Virtual is the New Reality for Therapy

Updated: Nov 8, 2020

I was shocked to see the worldwide prevalence of COVID-19 in such a short timespan. So many have been severely affected, both mentally and physically. I quickly realised that outpatient services could not see patients face-to-face; instead, we could conduct telephone consultations, to ensure the safety of patients and their families. Everyday I used to call our patient’s families, checking on their well-being and providing strategies and advice over the phone. It worked well for a few weeks, but families were not as satisfied as they could be...

Challenging behaviour and sensory difficulties were getting worse among children, likely due to being kept at home and feeling helpless. Parents were struggling to effectively motivate their kids at home, stressed out with many other responsibilities.

One day I shared an idea with my husband about making videos with my son and sharing them with parents, for their reference. Considering the situation, I kept my activities simple and made sure they could be completed using materials readily available at home. This could be helpful for both parents and their kids. We made a series of videos and started sharing them with parents.

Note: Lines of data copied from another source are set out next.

//! The run event log.
//!
//! RULE: every state change the engine makes on a simulated day is
//! described by one SimEvent and appended to the store.

use crate::types::{ConsumerId, EmailId, RunId, SimDate, Tick};
use serde::{Deserialize, Serialize};

/// Every event emitted during simulation.
/// Variants may be appended — never removed or reordered.
#[derive(Debug, Clone, Serialize, Deserialize, PartialEq)]
#[serde(tag = "type", rename_all = "snake_case")]
pub enum SimEvent {
    RunInitialized {
        run_id: RunId,
        seed: u64,
        start_date: SimDate,
        end_date: SimDate,
    },
    SchedulesBuilt {
        consumers: usize,
        mailings: usize,
        purchases: usize,
        unassigned_buyers: usize,
    },
    EmailDispatched {
        date: SimDate,
        email_id: EmailId,
        recipients: usize,
        opens: usize,
        open_rate: f64,
    },
    PurchaseRecorded {
        date: SimDate,
        consumer_id: ConsumerId,
    },
}

impl SimEvent {
    /// Stable name for the event_type column.
    pub fn type_name(&self) -> &'static str {
        match self {
            SimEvent::RunInitialized { .. } => "run_initialized",
            SimEvent::SchedulesBuilt { .. } => "schedules_built",
            SimEvent::EmailDispatched { .. } => "email_dispatched",
            SimEvent::PurchaseRecorded { .. } => "purchase_recorded",
        }
    }
}

/// A persisted event log entry.
#[derive(Debug, Clone, Serialize, Deserialize)]
pub struct EventLogEntry {
    pub id:         Option<i64>,
    pub run_id:     RunId,
    pub tick:       Tick,
    pub subsystem:  String,
    pub event_type: String,
    pub payload:    String,
}
use crate::{
    consumer::Consumer,
    distribution::correlated_age_income,
    error::SimResult,
    rng::SubsystemRng,
};

/// Build `size` consumers with ids 1..=size.
///
/// Age and income come from the correlated copula sample and are
/// rounded to whole numbers; gender and device are drawn per consumer
/// afterwards, in id order, from the same stream.
pub fn build_population(rng: &mut SubsystemRng, size: usize) -> SimResult<Vec<Consumer>> {
    let sample = correlated_age_income(rng, size)?;

    let consumers: Vec<Consumer> = sample
        .ages
        .iter()
        .zip(sample.incomes.iter())
        .enumerate()
        .map(|(i, (age, income))| {
            let age = age.round_ties_even() as u32;
            let income = income.round_ties_even() as u32;
            Consumer::generate(i as u32 + 1, age, income, rng)
        })
        .collect();

    let mobile = consumers
        .iter()
        .filter(|c| c.device == crate::consumer::Device::Mobile)
        .count();
    log::info!(
        "population: built {} consumers ({mobile} mobile)",
        consumers.len()
    );
    Ok(consumers)
}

Then we thought it would make sense to keep all the videos in one place, and my husband initiated a YouTube channel called 'Kioskid'. So far we are getting a good number of responses and views. The initial video responses motivated us to make more and continue sharing them, keeping in mind the goal of engaging kids at home - safely, happily and therapeutically.

We have 8 senses in our bodies:

  • Vision

  • Hearing

  • Taste

  • Smell

  • Touch

  • Proprioception

  • Vestibular

  • Interoception

Lifestyle changes related to coronavirus may affect these senses, leading to dysregulation within our children. This can affect them in many ways, including distractibility, meltdowns, stress, aggression, or burnout. As a result of physiological or cognitive changes, children with COVID-19 may therefore have difficulty engaging in everyday activities independently.

Occupational therapists can work with people to develop strategies to facilitate continued access to their occupations. Circumstances to consider include (but are not limited to) individual, family, community, social and environmental. I aim to enhance, enable and empower young people’s participation in daily tasks. This can be assisted through the inclusion of sensory activities in their day-to-day life, helping children adapt to life's challenges. As occupational therapists, we can increase their independence, drawing on strategies, home planning, sensory diets and telehealth. I believe our role is crucial, as many children are currently struggling with anxiety. To cope, they need help to work on their routine, gross motor activity, physical activity, play, fine motor skills and sensory balance.

Occupational therapy is a creative discipline. I believe its applicability and practicality has no boundaries; our scope is vast...

For parents who need expertise or specialist teams to support their children, the current situation can be disabling. Therapists must therefore adapt, making arrangements as per the needs and availability of clients. It’s time to view things differently and help parents fighting through the pandemic!